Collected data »
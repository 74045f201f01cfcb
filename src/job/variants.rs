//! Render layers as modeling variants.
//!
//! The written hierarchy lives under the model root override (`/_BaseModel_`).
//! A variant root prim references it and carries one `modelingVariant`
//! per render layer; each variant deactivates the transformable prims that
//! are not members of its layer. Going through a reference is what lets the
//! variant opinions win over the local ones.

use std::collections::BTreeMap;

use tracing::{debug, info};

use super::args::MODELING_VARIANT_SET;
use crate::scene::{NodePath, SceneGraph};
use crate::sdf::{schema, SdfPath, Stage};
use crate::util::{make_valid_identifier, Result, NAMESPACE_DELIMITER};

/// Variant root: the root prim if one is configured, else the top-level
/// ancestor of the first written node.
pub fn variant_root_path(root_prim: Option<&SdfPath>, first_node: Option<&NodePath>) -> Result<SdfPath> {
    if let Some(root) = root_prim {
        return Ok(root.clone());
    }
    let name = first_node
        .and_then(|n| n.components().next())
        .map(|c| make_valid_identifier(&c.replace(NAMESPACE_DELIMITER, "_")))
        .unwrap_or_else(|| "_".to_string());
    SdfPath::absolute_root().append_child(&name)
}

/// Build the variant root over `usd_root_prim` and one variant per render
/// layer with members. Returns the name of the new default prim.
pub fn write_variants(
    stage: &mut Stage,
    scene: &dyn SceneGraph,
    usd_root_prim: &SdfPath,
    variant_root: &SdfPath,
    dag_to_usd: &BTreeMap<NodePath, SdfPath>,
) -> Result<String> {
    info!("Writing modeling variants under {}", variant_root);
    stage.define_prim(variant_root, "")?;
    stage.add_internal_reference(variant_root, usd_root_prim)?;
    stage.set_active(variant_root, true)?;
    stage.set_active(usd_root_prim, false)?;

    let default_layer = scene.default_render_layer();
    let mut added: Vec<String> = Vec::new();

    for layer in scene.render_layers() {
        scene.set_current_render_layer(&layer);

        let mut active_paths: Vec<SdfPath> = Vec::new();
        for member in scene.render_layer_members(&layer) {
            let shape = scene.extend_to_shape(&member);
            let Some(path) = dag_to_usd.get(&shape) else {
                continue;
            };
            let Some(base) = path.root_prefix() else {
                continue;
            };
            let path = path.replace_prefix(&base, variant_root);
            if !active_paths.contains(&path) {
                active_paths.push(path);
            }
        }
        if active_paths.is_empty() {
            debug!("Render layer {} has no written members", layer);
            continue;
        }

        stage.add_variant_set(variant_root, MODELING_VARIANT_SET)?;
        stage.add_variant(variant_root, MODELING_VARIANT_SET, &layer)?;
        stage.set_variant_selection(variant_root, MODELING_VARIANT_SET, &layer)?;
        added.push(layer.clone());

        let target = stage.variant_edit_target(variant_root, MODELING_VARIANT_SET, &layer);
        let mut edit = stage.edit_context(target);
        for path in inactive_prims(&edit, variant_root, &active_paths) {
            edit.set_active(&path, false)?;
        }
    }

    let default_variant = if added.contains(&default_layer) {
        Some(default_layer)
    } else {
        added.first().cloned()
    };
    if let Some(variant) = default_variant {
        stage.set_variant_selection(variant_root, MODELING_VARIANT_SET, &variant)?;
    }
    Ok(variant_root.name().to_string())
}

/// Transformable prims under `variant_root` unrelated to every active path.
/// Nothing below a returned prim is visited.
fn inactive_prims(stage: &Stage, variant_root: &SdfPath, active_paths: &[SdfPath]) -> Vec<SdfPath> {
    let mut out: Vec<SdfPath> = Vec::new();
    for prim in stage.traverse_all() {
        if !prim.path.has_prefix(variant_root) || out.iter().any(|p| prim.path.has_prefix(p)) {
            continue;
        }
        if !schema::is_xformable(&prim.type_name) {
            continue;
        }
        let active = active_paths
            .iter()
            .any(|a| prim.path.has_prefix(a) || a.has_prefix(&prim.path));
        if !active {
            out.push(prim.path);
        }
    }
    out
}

WHAT TO DO »
Print all of the records, leaving each one exactly as it appears above.

RESPONSE TO THE EXERCISE »
repository 74045f201f01cfcb
filename src/job/variants.rs
//! Render layers as modeling variants.
//!
//! The written hierarchy lives under the model root override (`/_BaseModel_`).
//! A variant root prim references it and carries one `modelingVariant`
//! per render layer; each variant deactivates the transformable prims that
//! are not members of its layer. Going through a reference is what lets the
//! variant opinions win over the local ones.

use std::collections::BTreeMap;

use tracing::{debug, info};

use super::args::MODELING_VARIANT_SET;
use crate::scene::{NodePath, SceneGraph};
use crate::sdf::{schema, SdfPath, Stage};
use crate::util::{make_valid_identifier, Result, NAMESPACE_DELIMITER};

/// Variant root: the root prim if one is configured, else the top-level
/// ancestor of the first written node.
pub fn variant_root_path(root_prim: Option<&SdfPath>, first_node: Option<&NodePath>) -> Result<SdfPath> {
    if let Some(root) = root_prim {
        return Ok(root.clone());
    }
    let name = first_node
        .and_then(|n| n.components().next())
        .map(|c| make_valid_identifier(&c.replace(NAMESPACE_DELIMITER, "_")))
        .unwrap_or_else(|| "_".to_string());
    SdfPath::absolute_root().append_child(&name)
}

/// Build the variant root over `usd_root_prim` and one variant per render
/// layer with members. Returns the name of the new default prim.
pub fn write_variants(
    stage: &mut Stage,
    scene: &dyn SceneGraph,
    usd_root_prim: &SdfPath,
    variant_root: &SdfPath,
    dag_to_usd: &BTreeMap<NodePath, SdfPath>,
) -> Result<String> {
    info!("Writing modeling variants under {}", variant_root);
    stage.define_prim(variant_root, "")?;
    stage.add_internal_reference(variant_root, usd_root_prim)?;
    stage.set_active(variant_root, true)?;
    stage.set_active(usd_root_prim, false)?;

    let default_layer = scene.default_render_layer();
    let mut added: Vec<String> = Vec::new();

    for layer in scene.render_layers() {
        scene.set_current_render_layer(&layer);

        let mut active_paths: Vec<SdfPath> = Vec::new();
        for member in scene.render_layer_members(&layer) {
            let shape = scene.extend_to_shape(&member);
            let Some(path) = dag_to_usd.get(&shape) else {
                continue;
            };
            let Some(base) = path.root_prefix() else {
                continue;
            };
            let path = path.replace_prefix(&base, variant_root);
            if !active_paths.contains(&path) {
                active_paths.push(path);
            }
        }
        if active_paths.is_empty() {
            debug!("Render layer {} has no written members", layer);
            continue;
        }

        stage.add_variant_set(variant_root, MODELING_VARIANT_SET)?;
        stage.add_variant(variant_root, MODELING_VARIANT_SET, &layer)?;
        stage.set_variant_selection(variant_root, MODELING_VARIANT_SET, &layer)?;
        added.push(layer.clone());

        let target = stage.variant_edit_target(variant_root, MODELING_VARIANT_SET, &layer);
        let mut edit = stage.edit_context(target);
        for path in inactive_prims(&edit, variant_root, &active_paths) {
            edit.set_active(&path, false)?;
        }
    }

    let default_variant = if added.contains(&default_layer) {
        Some(default_layer)
    } else {
        added.first().cloned()
    };
    if let Some(variant) = default_variant {
        stage.set_variant_selection(variant_root, MODELING_VARIANT_SET, &variant)?;
    }
    Ok(variant_root.name().to_string())
}

/// Transformable prims under `variant_root` unrelated to every active path.
/// Nothing below a returned prim is visited.
fn inactive_prims(stage: &Stage, variant_root: &SdfPath, active_paths: &[SdfPath]) -> Vec<SdfPath> {
    let mut out: Vec<SdfPath> = Vec::new();
    for prim in stage.traverse_all() {
        if !prim.path.has_prefix(variant_root) || out.iter().any(|p| prim.path.has_prefix(p)) {
            continue;
        }
        if !schema::is_xformable(&prim.type_name) {
            continue;
        }
        let active = active_paths
            .iter()
            .any(|a| prim.path.has_prefix(a) || a.has_prefix(&prim.path));
        if !active {
            out.push(prim.path);
        }
    }
    out
}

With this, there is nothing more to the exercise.